> _Problem description_:
What lines in the records below include the word "Copy"? Return each one.
Start of Records shown
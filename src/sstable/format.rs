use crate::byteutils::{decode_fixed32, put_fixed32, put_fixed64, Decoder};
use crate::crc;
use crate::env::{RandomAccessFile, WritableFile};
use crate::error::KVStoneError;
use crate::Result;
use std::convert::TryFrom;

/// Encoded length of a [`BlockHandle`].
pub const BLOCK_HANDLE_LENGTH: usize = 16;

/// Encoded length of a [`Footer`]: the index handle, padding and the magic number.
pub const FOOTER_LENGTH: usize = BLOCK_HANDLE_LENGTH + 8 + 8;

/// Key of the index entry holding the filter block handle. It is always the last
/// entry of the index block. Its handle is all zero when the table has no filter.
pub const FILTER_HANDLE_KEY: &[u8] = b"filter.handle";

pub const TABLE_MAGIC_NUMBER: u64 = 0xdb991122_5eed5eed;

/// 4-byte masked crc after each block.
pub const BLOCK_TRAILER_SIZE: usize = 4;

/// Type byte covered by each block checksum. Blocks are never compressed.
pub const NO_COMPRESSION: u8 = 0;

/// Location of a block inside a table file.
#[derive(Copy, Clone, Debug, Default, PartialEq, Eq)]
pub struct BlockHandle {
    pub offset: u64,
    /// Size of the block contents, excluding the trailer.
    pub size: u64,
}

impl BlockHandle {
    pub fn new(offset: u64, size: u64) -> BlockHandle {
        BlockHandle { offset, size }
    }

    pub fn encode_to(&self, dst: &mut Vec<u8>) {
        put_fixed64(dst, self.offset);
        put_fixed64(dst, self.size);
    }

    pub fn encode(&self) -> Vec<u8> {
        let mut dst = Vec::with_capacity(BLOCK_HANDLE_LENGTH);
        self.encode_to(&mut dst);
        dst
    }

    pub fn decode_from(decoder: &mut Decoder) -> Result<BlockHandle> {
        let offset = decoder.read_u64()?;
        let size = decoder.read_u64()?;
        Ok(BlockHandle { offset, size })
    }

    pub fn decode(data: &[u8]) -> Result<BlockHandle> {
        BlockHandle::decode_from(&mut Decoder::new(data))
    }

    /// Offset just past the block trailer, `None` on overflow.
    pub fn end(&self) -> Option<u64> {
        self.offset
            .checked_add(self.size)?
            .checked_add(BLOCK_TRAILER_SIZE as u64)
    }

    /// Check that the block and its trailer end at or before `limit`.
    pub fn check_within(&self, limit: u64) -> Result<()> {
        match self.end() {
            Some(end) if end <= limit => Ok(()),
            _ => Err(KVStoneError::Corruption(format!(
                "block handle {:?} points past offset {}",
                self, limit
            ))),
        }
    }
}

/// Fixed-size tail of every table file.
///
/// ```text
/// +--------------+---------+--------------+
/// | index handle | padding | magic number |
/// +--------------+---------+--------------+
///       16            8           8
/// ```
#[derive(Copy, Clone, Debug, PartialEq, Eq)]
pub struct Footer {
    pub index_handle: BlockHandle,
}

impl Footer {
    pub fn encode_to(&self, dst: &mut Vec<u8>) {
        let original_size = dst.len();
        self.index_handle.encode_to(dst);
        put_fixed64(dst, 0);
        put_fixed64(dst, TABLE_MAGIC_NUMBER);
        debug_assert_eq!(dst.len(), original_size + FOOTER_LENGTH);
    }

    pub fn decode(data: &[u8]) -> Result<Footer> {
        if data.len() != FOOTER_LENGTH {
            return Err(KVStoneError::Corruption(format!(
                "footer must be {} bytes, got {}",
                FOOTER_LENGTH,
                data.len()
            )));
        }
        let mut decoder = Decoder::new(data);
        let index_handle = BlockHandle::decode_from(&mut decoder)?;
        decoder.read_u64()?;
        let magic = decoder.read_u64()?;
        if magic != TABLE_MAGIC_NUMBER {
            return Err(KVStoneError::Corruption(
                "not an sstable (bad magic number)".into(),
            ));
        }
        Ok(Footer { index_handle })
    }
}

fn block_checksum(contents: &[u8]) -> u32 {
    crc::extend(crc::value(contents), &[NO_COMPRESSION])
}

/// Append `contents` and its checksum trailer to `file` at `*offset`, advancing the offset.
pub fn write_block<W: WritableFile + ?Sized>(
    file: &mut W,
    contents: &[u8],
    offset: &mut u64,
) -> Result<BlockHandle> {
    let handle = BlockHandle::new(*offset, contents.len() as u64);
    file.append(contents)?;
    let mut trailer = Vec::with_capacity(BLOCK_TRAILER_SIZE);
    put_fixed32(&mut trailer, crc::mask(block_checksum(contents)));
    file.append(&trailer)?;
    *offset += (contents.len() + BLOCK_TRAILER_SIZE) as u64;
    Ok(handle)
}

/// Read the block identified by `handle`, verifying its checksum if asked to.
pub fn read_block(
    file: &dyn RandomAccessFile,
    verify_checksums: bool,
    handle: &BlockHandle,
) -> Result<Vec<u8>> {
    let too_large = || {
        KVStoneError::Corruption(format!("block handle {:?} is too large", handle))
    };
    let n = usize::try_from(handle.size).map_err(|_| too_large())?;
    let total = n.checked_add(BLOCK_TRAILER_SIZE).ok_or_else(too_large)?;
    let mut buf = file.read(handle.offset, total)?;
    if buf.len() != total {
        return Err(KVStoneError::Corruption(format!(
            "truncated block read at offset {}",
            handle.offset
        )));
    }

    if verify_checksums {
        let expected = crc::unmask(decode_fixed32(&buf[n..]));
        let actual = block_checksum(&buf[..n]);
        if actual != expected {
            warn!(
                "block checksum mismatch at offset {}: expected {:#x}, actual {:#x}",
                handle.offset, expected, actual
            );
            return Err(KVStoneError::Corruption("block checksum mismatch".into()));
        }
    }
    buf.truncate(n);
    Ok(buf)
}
End of Records shown
> _Written solution_:
#[derive(Copy, Clone, Debug, Default, PartialEq, Eq)]
#[derive(Copy, Clone, Debug, PartialEq, Eq)]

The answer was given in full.